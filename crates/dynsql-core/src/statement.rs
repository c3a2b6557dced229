//! Compiled statement output.
//!
//! SQL text carries named `#{path}` placeholders; the parameter bag maps each
//! path to its bound value. `to_positional` lowers both into driver form.

use crate::{error::QueryError, graph::SelectColumn, value::Value};
use derive_more::Display;
use serde::{Deserialize, Serialize};
use std::collections::BTreeMap;

/// Suffix appended to a value expression to address its bound value.
pub const VALUE_KEY: &str = "v";

/// Path of the value bound under `value_expr`.
#[must_use]
pub fn value_path(value_expr: &str) -> String {
    if value_expr.is_empty() {
        VALUE_KEY.to_string()
    } else {
        format!("{value_expr}.{VALUE_KEY}")
    }
}

///
/// ParamBag
///
/// Ordered mapping from compile-time paths (`c1.v`, `c1.c[0].v`, `o0.v`,
/// `r_t0.v`) to bound values.
///

#[derive(Clone, Debug, Default, PartialEq, Serialize)]
pub struct ParamBag(BTreeMap<String, Value>);

impl ParamBag {
    #[must_use]
    pub fn new() -> Self {
        Self::default()
    }

    pub fn bind(&mut self, path: impl Into<String>, value: Value) {
        self.0.insert(path.into(), value);
    }

    #[must_use]
    pub fn get(&self, path: &str) -> Option<&Value> {
        self.0.get(path)
    }

    #[must_use]
    pub fn len(&self) -> usize {
        self.0.len()
    }

    #[must_use]
    pub fn is_empty(&self) -> bool {
        self.0.is_empty()
    }

    pub fn iter(&self) -> impl Iterator<Item = (&str, &Value)> {
        self.0.iter().map(|(k, v)| (k.as_str(), v))
    }
}

///
/// PlaceholderStyle
///

#[derive(Clone, Copy, Debug, Default, Deserialize, Display, Eq, PartialEq, Serialize)]
#[serde(rename_all = "lowercase")]
pub enum PlaceholderStyle {
    /// `?`
    #[default]
    #[display("question")]
    Question,
    /// `$1`, `$2`, ...
    #[display("numbered")]
    Numbered,
}

///
/// StatementKind
///

#[derive(Clone, Copy, Debug, Display, Eq, PartialEq, Serialize)]
pub enum StatementKind {
    Aggregate,
    Count,
    DeleteWhere,
    Exists,
    Query,
    Recursive,
    RecursiveCount,
    VectorSearch,
}

///
/// Statement
///

#[derive(Clone, Debug, PartialEq)]
pub struct Statement {
    pub kind: StatementKind,
    pub model: String,
    pub sql: String,
    pub params: ParamBag,
    /// Select-list structure for row mapping; empty for non-select output.
    pub columns: Vec<SelectColumn>,
}

///
/// PositionalStatement
///

#[derive(Clone, Debug, PartialEq)]
pub struct PositionalStatement {
    pub sql: String,
    pub values: Vec<Value>,
}

impl Statement {
    /// Rewrite `#{path}` placeholders into positional form.
    ///
    /// Text after a comma inside the braces is a binding option and is
    /// ignored. Unbound paths are rejected.
    pub fn to_positional(&self, style: PlaceholderStyle) -> Result<PositionalStatement, QueryError> {
        let mut sql = String::with_capacity(self.sql.len());
        let mut values = Vec::new();
        let mut rest = self.sql.as_str();

        while let Some(start) = rest.find("#{") {
            let Some(len) = rest[start + 2..].find('}') else {
                return Err(QueryError::condition(format!(
                    "unterminated placeholder in: {}",
                    &rest[start..]
                )));
            };
            let inner = &rest[start + 2..start + 2 + len];
            let path = inner.split(',').next().unwrap_or_default().trim();
            let value = self
                .params
                .get(path)
                .ok_or_else(|| QueryError::condition(format!("unbound parameter '{path}'")))?;

            sql.push_str(&rest[..start]);
            values.push(value.clone());
            match style {
                PlaceholderStyle::Question => sql.push('?'),
                PlaceholderStyle::Numbered => {
                    sql.push('$');
                    sql.push_str(&values.len().to_string());
                }
            }
            rest = &rest[start + 2 + len + 1..];
        }
        sql.push_str(rest);

        Ok(PositionalStatement { sql, values })
    }
}

///
/// TESTS
///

THE TASK: Your answer must be the lines from the first line of the records through the line containing "address its bound value.", copied exactly.

EXERCISE RESPONSE:
filename crates/dynsql-core/src/statement.rs
repository c3a2b6557dced229
//! Compiled statement output.
//!
//! SQL text carries named `#{path}` placeholders; the parameter bag maps each
//! path to its bound value. `to_positional` lowers both into driver form.

use crate::{error::QueryError, graph::SelectColumn, value::Value};
use derive_more::Display;
use serde::{Deserialize, Serialize};
use std::collections::BTreeMap;

/// Suffix appended to a value expression to address its bound value.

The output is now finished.